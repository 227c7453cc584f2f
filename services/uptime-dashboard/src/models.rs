//! Wire types shared with the monitoring backend

use chrono::{DateTime, Utc};
use serde::{Deserialize, Serialize};

use crate::error::DashboardError;

/// Bearer token returned by sign-in and sign-up
#[derive(Debug, Clone, PartialEq, Eq, Serialize, Deserialize)]
pub struct AuthToken {
    pub access_token: String,
    pub token_type: String,
}

impl AuthToken {
    /// Value for the `Authorization` header
    pub fn authorization_header(&self) -> String {
        format!("{} {}", self.token_type, self.access_token)
    }
}

/// Username and password posted to `/auth/sign-in` and `/auth/sign-up`
#[derive(Debug, Clone, PartialEq, Eq, Serialize, Deserialize)]
pub struct Credentials {
    pub username: String,
    pub password: String,
}

/// The signed-in user as returned by `/auth/me`
#[derive(Debug, Clone, Serialize, Deserialize)]
pub struct UserProfile {
    pub id: String,
    pub username: String,
    #[serde(with = "timestamp")]
    pub created_at: DateTime<Utc>,
}

/// How often the backend checks a service
#[derive(Debug, Clone, Copy, PartialEq, Eq, Serialize, Deserialize)]
pub enum RefreshFrequency {
    #[serde(rename = "1 minute")]
    OneMinute,
    #[serde(rename = "10 minutes")]
    TenMinutes,
    #[serde(rename = "1 hour")]
    OneHour,
}

impl std::fmt::Display for RefreshFrequency {
    fn fmt(&self, f: &mut std::fmt::Formatter<'_>) -> std::fmt::Result {
        match self {
            RefreshFrequency::OneMinute => write!(f, "1 minute"),
            RefreshFrequency::TenMinutes => write!(f, "10 minutes"),
            RefreshFrequency::OneHour => write!(f, "1 hour"),
        }
    }
}

impl std::str::FromStr for RefreshFrequency {
    type Err = DashboardError;

    fn from_str(s: &str) -> std::result::Result<Self, Self::Err> {
        match s.trim() {
            "1 minute" | "1m" => Ok(RefreshFrequency::OneMinute),
            "10 minutes" | "10m" => Ok(RefreshFrequency::TenMinutes),
            "1 hour" | "1h" => Ok(RefreshFrequency::OneHour),
            other => Err(DashboardError::Config(format!(
                "Unknown refresh frequency: {}",
                other
            ))),
        }
    }
}

/// Kind of monitored endpoint
#[derive(Debug, Clone, Copy, PartialEq, Eq, Serialize, Deserialize)]
pub enum ServiceType {
    #[serde(rename = "API")]
    Api,
    #[serde(rename = "Landing Page")]
    LandingPage,
    #[serde(rename = "Server")]
    Server,
}

impl std::fmt::Display for ServiceType {
    fn fmt(&self, f: &mut std::fmt::Formatter<'_>) -> std::fmt::Result {
        match self {
            ServiceType::Api => write!(f, "API"),
            ServiceType::LandingPage => write!(f, "Landing Page"),
            ServiceType::Server => write!(f, "Server"),
        }
    }
}

impl std::str::FromStr for ServiceType {
    type Err = DashboardError;

    fn from_str(s: &str) -> std::result::Result<Self, Self::Err> {
        match s.trim() {
            "API" | "api" => Ok(ServiceType::Api),
            "Landing Page" | "landing-page" => Ok(ServiceType::LandingPage),
            "Server" | "server" => Ok(ServiceType::Server),
            other => Err(DashboardError::Config(format!(
                "Unknown service type: {}",
                other
            ))),
        }
    }
}

/// One health-check result
#[derive(Debug, Clone, PartialEq, Serialize, Deserialize)]
pub struct StatSample {
    pub status: bool,
    #[serde(default)]
    pub response_time: Option<f64>,
    #[serde(with = "timestamp")]
    pub ping_date: DateTime<Utc>,
}

/// A monitored service snapshot
#[derive(Debug, Clone, PartialEq, Serialize, Deserialize)]
pub struct Service {
    pub id: String,
    pub name: String,
    #[serde(default)]
    pub url: String,
    #[serde(default)]
    pub description: Option<String>,
    #[serde(default, rename = "type")]
    pub service_type: Option<ServiceType>,
    pub refresh_frequency: RefreshFrequency,
    #[serde(default)]
    pub has_notification: bool,
    #[serde(default)]
    pub notification: Option<NotificationPreference>,
    /// Most recent samples, in no guaranteed order
    #[serde(default)]
    pub stats: Vec<StatSample>,
}

impl Service {
    /// The sample with the greatest `ping_date`
    pub fn latest_sample(&self) -> Option<&StatSample> {
        self.stats.iter().max_by_key(|s| s.ping_date)
    }
}

/// Body of `POST /services/`
#[derive(Debug, Clone, PartialEq, Serialize, Deserialize)]
pub struct NewService {
    pub name: String,
    pub url: String,
    #[serde(rename = "type")]
    pub service_type: ServiceType,
    pub refresh_frequency: RefreshFrequency,
    #[serde(skip_serializing_if = "Option::is_none")]
    pub description: Option<String>,
}

/// How often alerts for a service are delivered
#[derive(Debug, Clone, Copy, PartialEq, Eq, Serialize, Deserialize)]
#[serde(rename_all = "lowercase")]
pub enum AlertFrequency {
    #[serde(alias = "DAILY")]
    Daily,
    #[serde(alias = "ALWAYS")]
    Always,
}

impl std::fmt::Display for AlertFrequency {
    fn fmt(&self, f: &mut std::fmt::Formatter<'_>) -> std::fmt::Result {
        match self {
            AlertFrequency::Daily => write!(f, "daily"),
            AlertFrequency::Always => write!(f, "always"),
        }
    }
}

impl std::str::FromStr for AlertFrequency {
    type Err = DashboardError;

    fn from_str(s: &str) -> std::result::Result<Self, Self::Err> {
        match s.trim().to_ascii_lowercase().as_str() {
            "daily" => Ok(AlertFrequency::Daily),
            "always" => Ok(AlertFrequency::Always),
            other => Err(DashboardError::Config(format!(
                "Unknown alert frequency: {}",
                other
            ))),
        }
    }
}

/// Webhook alert configuration for one service
#[derive(Debug, Clone, PartialEq, Eq, Serialize, Deserialize)]
pub struct NotificationPreference {
    pub webhook_url: String,
    pub alert_frequency: AlertFrequency,
}

/// Up/down check counts within one window
#[derive(Debug, Clone, Copy, Default, PartialEq, Eq, Serialize, Deserialize)]
pub struct StatusCounts {
    pub up: u64,
    pub down: u64,
}

/// Server-side aggregation over one time window
#[derive(Debug, Clone, PartialEq, Serialize, Deserialize)]
pub struct AggregatedStats {
    pub period: String,
    pub uptime_percentage: f64,
    pub avg_response_time: f64,
    pub status_counts: StatusCounts,
    #[serde(default)]
    pub timestamps: Vec<String>,
    #[serde(default)]
    pub response_times: Vec<Option<f64>>,
}

impl AggregatedStats {
    pub fn total_checks(&self) -> u64 {
        self.status_counts.up + self.status_counts.down
    }
}

/// Response of `GET /services/{id}/stats/aggregated`
#[derive(Debug, Clone, PartialEq, Serialize, Deserialize)]
pub struct ServiceStats {
    pub service_id: String,
    pub stats_1h: AggregatedStats,
    pub stats_24h: AggregatedStats,
    pub stats_7d: AggregatedStats,
    pub stats_30d: AggregatedStats,
}

impl ServiceStats {
    pub fn window(&self, range: TimeRange) -> &AggregatedStats {
        match range {
            TimeRange::Hour => &self.stats_1h,
            TimeRange::Day => &self.stats_24h,
            TimeRange::Week => &self.stats_7d,
            TimeRange::Month => &self.stats_30d,
        }
    }
}

/// Chart window selector
#[derive(Debug, Clone, Copy, Default, PartialEq, Eq, Serialize, Deserialize)]
pub enum TimeRange {
    #[serde(rename = "1h")]
    Hour,
    #[default]
    #[serde(rename = "24h")]
    Day,
    #[serde(rename = "7d")]
    Week,
    #[serde(rename = "30d")]
    Month,
}

impl TimeRange {
    pub const ALL: [TimeRange; 4] = [
        TimeRange::Hour,
        TimeRange::Day,
        TimeRange::Week,
        TimeRange::Month,
    ];
}

impl std::fmt::Display for TimeRange {
    fn fmt(&self, f: &mut std::fmt::Formatter<'_>) -> std::fmt::Result {
        match self {
            TimeRange::Hour => write!(f, "1h"),
            TimeRange::Day => write!(f, "24h"),
            TimeRange::Week => write!(f, "7d"),
            TimeRange::Month => write!(f, "30d"),
        }
    }
}

impl std::str::FromStr for TimeRange {
    type Err = DashboardError;

    fn from_str(s: &str) -> std::result::Result<Self, Self::Err> {
        match s.trim() {
            "1h" => Ok(TimeRange::Hour),
            "24h" => Ok(TimeRange::Day),
            "7d" => Ok(TimeRange::Week),
            "30d" => Ok(TimeRange::Month),
            other => Err(DashboardError::Config(format!(
                "Unknown time range: {}",
                other
            ))),
        }
    }
}

/// Parse a backend timestamp: RFC 3339, or ISO-8601 without offset (read as UTC)
pub fn parse_timestamp(s: &str) -> Option<DateTime<Utc>> {
    if let Ok(dt) = DateTime::parse_from_rfc3339(s) {
        return Some(dt.with_timezone(&Utc));
    }
    chrono::NaiveDateTime::parse_from_str(s, "%Y-%m-%dT%H:%M:%S%.f")
        .ok()
        .map(|naive| naive.and_utc())
}

/// Serde adapter for [`parse_timestamp`]
pub mod timestamp {
    use chrono::{DateTime, Utc};
    use serde::{Deserialize, Deserializer, Serializer};

    pub fn serialize<S: Serializer>(value: &DateTime<Utc>, serializer: S) -> Result<S::Ok, S::Error> {
        serializer.serialize_str(&value.to_rfc3339())
    }

    pub fn deserialize<'de, D: Deserializer<'de>>(deserializer: D) -> Result<DateTime<Utc>, D::Error> {
        let raw = String::deserialize(deserializer)?;
        super::parse_timestamp(&raw)
            .ok_or_else(|| serde::de::Error::custom(format!("invalid timestamp: {}", raw)))
    }
}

================

# DIRECTIONS FOR THIS TASK
Beginning with the first line of the listing above, please write out every line exactly until you reach the line that contains "The signed-in user", and include that one too.

# SOLUTION TO THIS EXERCISE
repository 227c7453cc584f2f
filename services/uptime-dashboard/src/models.rs
//! Wire types shared with the monitoring backend

use chrono::{DateTime, Utc};
use serde::{Deserialize, Serialize};

use crate::error::DashboardError;

/// Bearer token returned by sign-in and sign-up
#[derive(Debug, Clone, PartialEq, Eq, Serialize, Deserialize)]
pub struct AuthToken {
    pub access_token: String,
    pub token_type: String,
}

impl AuthToken {
    /// Value for the `Authorization` header
    pub fn authorization_header(&self) -> String {
        format!("{} {}", self.token_type, self.access_token)
    }
}

/// Username and password posted to `/auth/sign-in` and `/auth/sign-up`
#[derive(Debug, Clone, PartialEq, Eq, Serialize, Deserialize)]
pub struct Credentials {
    pub username: String,
    pub password: String,
}

/// The signed-in user as returned by `/auth/me`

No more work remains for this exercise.